In 1982, James Q. Wilson and Arthur Kelling published an influential essay in The Atlantic titled “Broken Windows.”
The authors contended that “small things matter in a community and, if nothing is done about them, they can lead to worse things. Just as a broken window left untended in a building is a sign that nobody cares, typically leading to more damage — disorderly conditions and behaviors left untended in a community are signs that nobody cares and lead to fear of crime, more serious crime and urban decay.”
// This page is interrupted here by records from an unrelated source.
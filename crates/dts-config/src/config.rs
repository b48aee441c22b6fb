use std::path::PathBuf;
use std::time::Duration;

use anyhow::{Context, Result};

use crate::paths::default_storage_dir;

/// Which MCP transport to bind. Binding itself lives in the server crate;
/// this only records the client's choice.
#[derive(Debug, Clone, Copy, PartialEq, Eq)]
pub enum Transport {
    Stdio,
    Http,
}

impl std::str::FromStr for Transport {
    type Err = anyhow::Error;

    fn from_str(s: &str) -> Result<Self> {
        match s.to_ascii_lowercase().as_str() {
            "stdio" => Ok(Self::Stdio),
            "http" => Ok(Self::Http),
            other => anyhow::bail!("unknown TRANSPORT '{other}', expected 'stdio' or 'http'"),
        }
    }
}

/// Server-wide configuration, populated from the environment at startup.
/// See SPEC_FULL.md §6 for the variable table.
#[derive(Debug, Clone)]
pub struct ServerConfig {
    pub sandbox_root: PathBuf,
    pub storage_dir: PathBuf,
    pub ckg_retention_days: u64,
    pub shell_timeout: Duration,
    pub output_max_bytes: usize,
    pub transport: Transport,
    pub host: String,
    pub port: u16,
}

fn env_var(name: &str) -> Option<String> {
    std::env::var(name).ok().filter(|v| !v.is_empty())
}

fn env_parsed<T: std::str::FromStr>(name: &str, default: T) -> Result<T>
where
    T::Err: std::fmt::Display,
{
    match env_var(name) {
        None => Ok(default),
        Some(raw) => raw
            .parse()
            .map_err(|e| anyhow::anyhow!("invalid {name}='{raw}': {e}")),
    }
}

impl ServerConfig {
    /// Load configuration from the process environment, filling in the
    /// documented defaults for anything unset.
    pub fn from_env() -> Result<Self> {
        let sandbox_root = match env_var("SANDBOX_ROOT") {
            Some(raw) => PathBuf::from(raw),
            None => std::env::current_dir().context("resolving current directory")?,
        };
        let sandbox_root = sandbox_root
            .canonicalize()
            .with_context(|| format!("canonicalizing SANDBOX_ROOT {}", sandbox_root.display()))?;

        let storage_dir = match env_var("STORAGE_DIR") {
            Some(raw) => PathBuf::from(raw),
            None => default_storage_dir(),
        };

        let ckg_retention_days = env_parsed("CKG_RETENTION_DAYS", 30u64)?;
        let shell_timeout_secs = env_parsed("SHELL_TIMEOUT_SECS", 60u64)?;
        let output_max_bytes = env_parsed("OUTPUT_MAX_BYTES", 1_048_576usize)?;
        let transport: Transport = match env_var("TRANSPORT") {
            Some(raw) => raw.parse()?,
            None => Transport::Stdio,
        };
        let host = env_var("HOST").unwrap_or_else(|| "127.0.0.1".to_string());
        let port = env_parsed("PORT", 8787u16)?;

        Ok(Self {
            sandbox_root,
            storage_dir,
            ckg_retention_days,
            shell_timeout: Duration::from_secs(shell_timeout_secs),
            output_max_bytes,
            transport,
            host,
            port,
        })
    }
}
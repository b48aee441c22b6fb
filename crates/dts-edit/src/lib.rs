//! Text Edit Engine: view/create/replace/insert over sandboxed paths. See
//! spec.md §4.4. Paths passed in here are assumed already sandbox-resolved
//! by the Dispatcher; this crate never touches the Path Sandbox itself.

use std::path::Path;

use dts_core::{FileChangeNotifier, ToolError, ToolResult, TRUNCATION_MARKER, truncate_bytes};
use tracing::debug;

const SNIPPET_CONTEXT_LINES: usize = 4;
const MAX_DIR_DEPTH: usize = 2;

/// Result of a `view` call on either a file or a directory.
pub enum ViewResult {
    File { content: String, truncated: bool },
    Directory { entries: Vec<String> },
}

/// A rendered window of lines surrounding an edit.
#[derive(Debug, Clone, PartialEq, Eq)]
pub struct Snippet {
    pub text: String,
    pub start_line: usize,
    pub end_line: usize,
}

fn number_lines(lines: &[&str], first_line_no: usize) -> String {
    lines
        .iter()
        .enumerate()
        .map(|(i, line)| format!("{:6}\t{}", first_line_no + i, line))
        .collect::<Vec<_>>()
        .join("\n")
}

fn is_hidden(name: &std::ffi::OsStr) -> bool {
    name.to_str().is_some_and(|s| s.starts_with('.'))
}

fn list_directory(root: &Path, max_depth: usize) -> ToolResult<Vec<String>> {
    fn walk(dir: &Path, depth: usize, max_depth: usize, out: &mut Vec<String>) -> ToolResult<()> {
        let mut children: Vec<_> = std::fs::read_dir(dir)
            .map_err(|e| ToolError::Internal(format!("reading {}: {e}", dir.display())))?
            .filter_map(Result::ok)
            .filter(|entry| !is_hidden(&entry.file_name()))
            .collect();
        children.sort_by_key(|e| e.file_name());

        for entry in children {
            let path = entry.path();
            let indent = "  ".repeat(depth);
            let name = entry.file_name().to_string_lossy().into_owned();
            if path.is_dir() {
                out.push(format!("{indent}{name}/"));
                if depth + 1 < max_depth {
                    walk(&path, depth + 1, max_depth, out)?;
                }
            } else {
                out.push(format!("{indent}{name}"));
            }
        }
        Ok(())
    }

    let mut out = Vec::new();
    walk(root, 0, max_depth, &mut out)?;
    Ok(out)
}

/// View a file (optionally a `[start, end]` 1-based line range, `end == -1`
/// meaning "to EOF") or list a directory up to two levels deep.
pub fn view(path: &Path, range: Option<(i64, i64)>, max_bytes: usize) -> ToolResult<ViewResult> {
    let metadata = std::fs::metadata(path).map_err(|_| ToolError::NotFound(path_str(path)))?;

    if metadata.is_dir() {
        let entries = list_directory(path, MAX_DIR_DEPTH)?;
        return Ok(ViewResult::Directory { entries });
    }

    let raw = std::fs::read_to_string(path)
        .map_err(|e| ToolError::Internal(format!("reading {}: {e}", path.display())))?;
    let all_lines: Vec<&str> = raw.lines().collect();

    let (start, end) = match range {
        Some((s, e)) => {
            let start = s.max(1) as usize;
            let end = if e < 0 {
                all_lines.len()
            } else {
                let e = e as usize;
                if e > all_lines.len() {
                    return Err(ToolError::OutOfRange(format!(
                        "end_line {e} exceeds file length {}",
                        all_lines.len()
                    )));
                }
                e
            };
            (start, end)
        }
        None => (1, all_lines.len()),
    };

    let selected = if start > all_lines.len() || start > end {
        &[][..]
    } else {
        &all_lines[start - 1..end]
    };

    let rendered = number_lines(selected, start);
    let (mut content, truncated) = truncate_bytes(&rendered, max_bytes);
    if truncated {
        content.push_str(TRUNCATION_MARKER);
    }
    Ok(ViewResult::File { content, truncated })
}

fn path_str(path: &Path) -> String {
    path.display().to_string()
}

fn snippet_around(content: &str, center_line: usize) -> Snippet {
    let lines: Vec<&str> = content.lines().collect();
    let start = center_line.saturating_sub(SNIPPET_CONTEXT_LINES).max(1);
    let end = (center_line + SNIPPET_CONTEXT_LINES).min(lines.len());
    let window = if start > lines.len() || start > end {
        &[][..]
    } else {
        &lines[start - 1..end]
    };
    Snippet {
        text: number_lines(window, start),
        start_line: start,
        end_line: end,
    }
}

/// Create a new file. Fails with `AlreadyExists` if the target is already
/// present; creates parent directories as needed.
pub async fn create(
    path: &Path,
    contents: &str,
    notifier: &dyn FileChangeNotifier,
) -> ToolResult<()> {
    if path.exists() {
        return Err(ToolError::AlreadyExists(path_str(path)));
    }
    if let Some(parent) = path.parent() {
        std::fs::create_dir_all(parent)
            .map_err(|e| ToolError::Internal(format!("creating {}: {e}", parent.display())))?;
    }
    std::fs::write(path, contents)
        .map_err(|e| ToolError::Internal(format!("writing {}: {e}", path.display())))?;
    debug!(path = %path.display(), "created file");
    notifier.on_file_changed(path).await;
    Ok(())
}

/// Replace the unique occurrence of `old_string` with `new_string`. The match
/// is literal: whitespace- and case-sensitive, never fuzzed.
pub async fn replace(
    path: &Path,
    old_string: &str,
    new_string: &str,
    notifier: &dyn FileChangeNotifier,
) -> ToolResult<Snippet> {
    let content = std::fs::read_to_string(path).map_err(|_| ToolError::NotFound(path_str(path)))?;

    let match_lines: Vec<usize> = content
        .match_indices(old_string)
        .map(|(byte_idx, _)| content[..byte_idx].matches('\n').count() + 1)
        .collect();

    match match_lines.len() {
        0 => return Err(ToolError::NotFound(old_string.to_string())),
        1 => {}
        _ => {
            return Err(ToolError::NotUnique {
                lines: match_lines,
            });
        }
    }

    let edit_line = match_lines[0];
    let updated = content.replacen(old_string, new_string, 1);
    std::fs::write(path, &updated)
        .map_err(|e| ToolError::Internal(format!("writing {}: {e}", path.display())))?;
    debug!(path = %path.display(), line = edit_line, "replaced match");
    notifier.on_file_changed(path).await;

    Ok(snippet_around(&updated, edit_line))
}

/// Insert `new_string` as a new line after 1-based `after_line` (0 means "at
/// the top of the file").
pub async fn insert(
    path: &Path,
    after_line: usize,
    new_string: &str,
    notifier: &dyn FileChangeNotifier,
) -> ToolResult<Snippet> {
    let content = std::fs::read_to_string(path).map_err(|_| ToolError::NotFound(path_str(path)))?;
    let mut lines: Vec<&str> = content.lines().collect();

    if after_line > lines.len() {
        return Err(ToolError::OutOfRange(format!(
            "line {after_line} exceeds file length {}",
            lines.len()
        )));
    }

    lines.insert(after_line, new_string);
    let updated = lines.join("\n") + "\n";
    std::fs::write(path, &updated)
        .map_err(|e| ToolError::Internal(format!("writing {}: {e}", path.display())))?;
    debug!(path = %path.display(), after_line, "inserted line");
    notifier.on_file_changed(path).await;

    Ok(snippet_around(&updated, after_line + 1))
}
The essay had both intended and unintended consequences.
Public safety organizations throughout the country began to focus on all kinds of disorderly behavior. Police in New York cracked down on the “squeegee men,” who used to block intersections, clean windshields of stopped cars and demand compensation.
In other cities, property owners cleaned up vacant properties, officials beefed up code enforcement and residents transformed weed-grown vacant lots into community gardens.
Although the essay’s arguments might have been wrongly cited to justify racially targeted “stop-and-frisk” policies in the past, the ideas about caring, involved communities were nevertheless correct.
Cities or neighborhoods whose residents feel unsafe, uneasy or besieged are in trouble.
It’s easy to identify a troubled place like St. Louis, a city that, according to St. Louis (now moving to Los Angeles) Rams owner Stan Kroenke “lags, and will continue to lag, far behind in the economic drivers that are necessary for sustained success of an NFL franchise.”
That’s a polite way of saying, Gateway Arch or no Gateway Arch, he’s getting the hell out of town and moving to L.A.
Or consider Detroit, home to the nation’s automotive giants, now in disarray with people leaving the city in shambles as it grapples with bankruptcy.
Once an economic powerhouse, St. Louis and Detroit have been battered during the past half-century by economic, social and cultural change.
They are now tough, disorderly cities with many residents who might like to leave but can’t.
Those who can afford to leave St. Louis and Detroit already have, leaving behind people with few resources to put any significant change in place.
St. Louis and Detroit are among those involuntary places, like slaughterhouses, DIA on Christmas Eve or I-25 in a blizzard. You’re only there because you have to be.
The Pikes Peak region has always been marketed as a voluntary place, temperate, healthy, beautiful and — above all — safe. Forget the chaos and crime of the decaying cities of the East and Midwest. Come live at the foot of Pikes Peak and breathe free. More than 144 years after General Palmer founded Colorado Springs, that’s still our mantra.
But are we doing what we must do to support it?
There’s not much we can do about mass shootings. Such crimes seem to arise from causes unrelated to particular locales, springing instead from the confluence of diseased minds and available weapons.
But “broken window” crimes are different. Absent effective deterrence, they can multiply, metastasize and ultimately devalue the entire region.
In 2015 several dogs were shot for no apparent reason throughout the city, including a sweet-tempered, pit-bull mix owned by a CSBJ reporter. The perps were never identified. A few days ago, an equally friendly and harmless family dog belonging to another CSBJ employee was shot dead in her fenced Palmer Lake backyard. The police are investigating — but don’t hold your breath.
Late last week, about 24 cars parked along West Bijou Street and West Pikes Peak Avenue were damaged by vandals who broke windows with rocks and bricks. Three of my neighbors on Bijou got hit, although my junky old Xterra was somehow spared. The police are investigating. Again, don’t hold your breath.
Such minor crimes corrode communities. If local police forces don’t have enough officers to effectively investigate and deter “broken window” crimes, our region can quickly become involuntary.
It’s already happening through much of southeast Colorado Springs, where both serious and minor crimes have become an unremarkable part of daily life. We haven’t paid much attention to the impact of minor crimes on our sense of community, our neighborhoods or our future — but we should.
We could start by looking at the men and women who do their best to keep us safe.
Are there enough of them? I wonder.
But if we can ante up another $50 million annually to fix potholes, maybe we could increase the public safety sales tax rate and fix our society.
And do it before we become the St. Louis of the Rocky Mountains.